Dandelion-Like Bi2S3/rGO hierarchical microspheres as high-performance anodes for potassium-ion and half/full sodium-ion batteries

Sodium-ion batteries (SIBs) and potassium-ion batteries (PIBs) have been considered as attractive alternatives for next-generation battery systems, which have promising application potential due to their earth abundance of potassium and sodium, high capacity and suitable working potential, however, the design and application of bi-functional high-performance anode still remain a great challenge up to date. Bismuth sulfide is suitable as anode owing to its unique laminar structure with relatively large interlayer distance to accommodate larger radius ions, high theoretical capacity and high volumetric capacity etc. In this study, dandelion-like Bi2S3/rGO hierarchical microspheres as anode material for PIBs displayed reversible capacity, and 206.91 mAh center dot g(-1) could be remained after 1,200 cycles at a current density of 100 mA center dot g(-1).

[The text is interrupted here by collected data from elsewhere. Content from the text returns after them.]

use crate::domain::model::NotifySummary;
use crate::domain::ports::ModelListener;
use std::any::Any;
use std::panic::{self, AssertUnwindSafe};
use std::sync::{Arc, PoisonError, RwLock, Weak};

#[derive(Clone)]
enum ListenerSlot {
    Strong(Arc<dyn ModelListener>),
    Weak(Weak<dyn ModelListener>),
}

/// Append-only list of change listeners, notified in registration order.
///
/// Listeners are isolated from each other: an `Err` or a panic from one is
/// logged and the rest still run. A weak listener whose owner is gone stays in
/// the list and is skipped on every notification.
#[derive(Clone, Default)]
pub struct ListenerRegistry {
    slots: Arc<RwLock<Vec<ListenerSlot>>>,
}

impl ListenerRegistry {
    pub fn new() -> Self {
        Self::default()
    }

    pub fn add_listener<L: ModelListener + 'static>(&self, listener: L) {
        self.push(ListenerSlot::Strong(Arc::new(listener)));
    }

    /// Registers without keeping `listener` alive.
    pub fn add_weak_listener<L: ModelListener + 'static>(&self, listener: &Arc<L>) {
        let weak: Weak<L> = Arc::downgrade(listener);
        self.push(ListenerSlot::Weak(weak));
    }

    pub fn on_change<F>(&self, callback: F)
    where
        F: Fn() -> anyhow::Result<()> + Send + Sync + 'static,
    {
        self.add_listener(callback);
    }

    pub fn len(&self) -> usize {
        self.slots.read().unwrap_or_else(PoisonError::into_inner).len()
    }

    pub fn is_empty(&self) -> bool {
        self.len() == 0
    }

    pub fn notify_listeners(&self) -> NotifySummary {
        // Snapshot so listeners may register more listeners while running.
        let slots = self
            .slots
            .read()
            .unwrap_or_else(PoisonError::into_inner)
            .clone();

        let mut summary = NotifySummary::default();
        for (index, slot) in slots.iter().enumerate() {
            let listener = match slot {
                ListenerSlot::Strong(listener) => Arc::clone(listener),
                ListenerSlot::Weak(weak) => match weak.upgrade() {
                    Some(listener) => listener,
                    None => {
                        tracing::error!(
                            "Listener #{} is no longer available, skipping notification",
                            index
                        );
                        summary.skipped += 1;
                        continue;
                    }
                },
            };

            match panic::catch_unwind(AssertUnwindSafe(|| listener.model_changed())) {
                Ok(Ok(())) => summary.delivered += 1,
                Ok(Err(e)) => {
                    tracing::error!("Listener #{} failed: {:#}", index, e);
                    summary.failed += 1;
                }
                Err(payload) => {
                    tracing::error!(
                        "Listener #{} panicked: {}",
                        index,
                        panic_message(payload.as_ref())
                    );
                    summary.failed += 1;
                }
            }
        }

        tracing::debug!(
            "🔔 Notified listeners: {} delivered, {} skipped, {} failed",
            summary.delivered,
            summary.skipped,
            summary.failed
        );
        summary
    }

    fn push(&self, slot: ListenerSlot) {
        self.slots
            .write()
            .unwrap_or_else(PoisonError::into_inner)
            .push(slot);
    }
}

fn panic_message(payload: &(dyn Any + Send)) -> &str {
    if let Some(message) = payload.downcast_ref::<&str>() {
        message
    } else if let Some(message) = payload.downcast_ref::<String>() {
        message
    } else {
        "unknown panic payload"
    }
}

#[cfg(test)]
mod tests {
    use super::*;
    use std::sync::atomic::{AtomicUsize, Ordering};
    use std::sync::Mutex;

    fn recorder(log: &Arc<Mutex<Vec<usize>>>, id: usize) -> impl Fn() -> anyhow::Result<()> {
        let log = Arc::clone(log);
        move || {
            log.lock().unwrap().push(id);
            Ok(())
        }
    }

    #[test]
    fn test_notifies_each_listener_once_in_order() {
        let registry = ListenerRegistry::new();
        let log = Arc::new(Mutex::new(Vec::new()));
        for id in 0..5 {
            registry.on_change(recorder(&log, id));
        }

        let summary = registry.notify_listeners();

        assert_eq!(*log.lock().unwrap(), vec![0, 1, 2, 3, 4]);
        assert_eq!(summary.delivered, 5);
        assert_eq!(summary.skipped, 0);
        assert_eq!(summary.failed, 0);
    }

    #[test]
    fn test_same_listener_registered_twice_runs_twice() {
        let registry = ListenerRegistry::new();
        let count = Arc::new(AtomicUsize::new(0));
        let listener = {
            let count = Arc::clone(&count);
            move || -> anyhow::Result<()> {
                count.fetch_add(1, Ordering::SeqCst);
                Ok(())
            }
        };
        registry.on_change(listener.clone());
        registry.on_change(listener);

        registry.notify_listeners();

        assert_eq!(count.load(Ordering::SeqCst), 2);
        assert_eq!(registry.len(), 2);
    }

    #[test]
    fn test_dropped_weak_listener_is_skipped() {
        struct Widget {
            hits: Arc<AtomicUsize>,
        }

        impl ModelListener for Widget {
            fn model_changed(&self) -> anyhow::Result<()> {
                self.hits.fetch_add(1, Ordering::SeqCst);
                Ok(())
            }
        }

        let registry = ListenerRegistry::new();
        let log = Arc::new(Mutex::new(Vec::new()));
        let hits = Arc::new(AtomicUsize::new(0));

        let widget = Arc::new(Widget {
            hits: Arc::clone(&hits),
        });
        registry.add_weak_listener(&widget);
        registry.on_change(recorder(&log, 1));

        registry.notify_listeners();
        assert_eq!(hits.load(Ordering::SeqCst), 1);

        drop(widget);
        let summary = registry.notify_listeners();

        assert_eq!(hits.load(Ordering::SeqCst), 1);
        assert_eq!(*log.lock().unwrap(), vec![1, 1]);
        assert_eq!(summary.skipped, 1);
        assert_eq!(summary.delivered, 1);
        assert_eq!(registry.len(), 2);
    }

    #[test]
    fn test_failing_and_panicking_listeners_are_isolated() {
        let registry = ListenerRegistry::new();
        let log = Arc::new(Mutex::new(Vec::new()));

        registry.on_change(|| Err(anyhow::anyhow!("widget is broken")));
        registry.on_change(|| panic!("widget exploded"));
        registry.on_change(recorder(&log, 7));

        let summary = registry.notify_listeners();

        assert_eq!(*log.lock().unwrap(), vec![7]);
        assert_eq!(summary.failed, 2);
        assert_eq!(summary.delivered, 1);
    }

    #[test]
    fn test_listener_may_register_another_listener() {
        let registry = ListenerRegistry::new();
        let inner = registry.clone();
        registry.on_change(move || {
            inner.on_change(|| Ok(()));
            Ok(())
        });

        let first = registry.notify_listeners();

        assert_eq!(first.delivered, 1);
        assert_eq!(registry.len(), 2);
    }

    #[test]
    fn test_empty_registry() {
        let registry = ListenerRegistry::new();
        assert!(registry.is_empty());
        assert_eq!(registry.notify_listeners(), NotifySummary::default());
    }
}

When applied as anode materials for SIBs, 300 mAh center dot g(-1) could be retained after 300 cycles at 2 A center dot g(-1) and its initial Coulombic efficiency is as high as 97.43%. Even at high current density of 10 A center dot g(-1), 120.3 mAh center dot g(-1) could be preserved after 3,400 cycles. The Na3V2(PO4)(3)@rGO//Bi2S3/rGO sodium ion full cells were successfully assembled which displays stable performance after 60 cycles at 100 mA center dot g(-1). The above results demonstrate that Bi2S3/rGO has application potential as high performance bi-functional anode for PIBs and SIBs.

Automated summary

Sodium-ion batteries (SIBs) and potassium-ion batteries (PIBs) are considered as attractive alternatives for next-generation battery systems due to their promising application potential, however, the design and application of bi-functional high-performance anode still remain a great challenge. In this study, dandelion-like Bi2S3/rGO hierarchical microspheres showed reversible capacity as anode material for PIBs and SIBs, demonstrating high performance even at high current densities. The results indicate that Bi2S3/rGO has application potential as a high-performance bi-functional anode for PIBs and SIBs.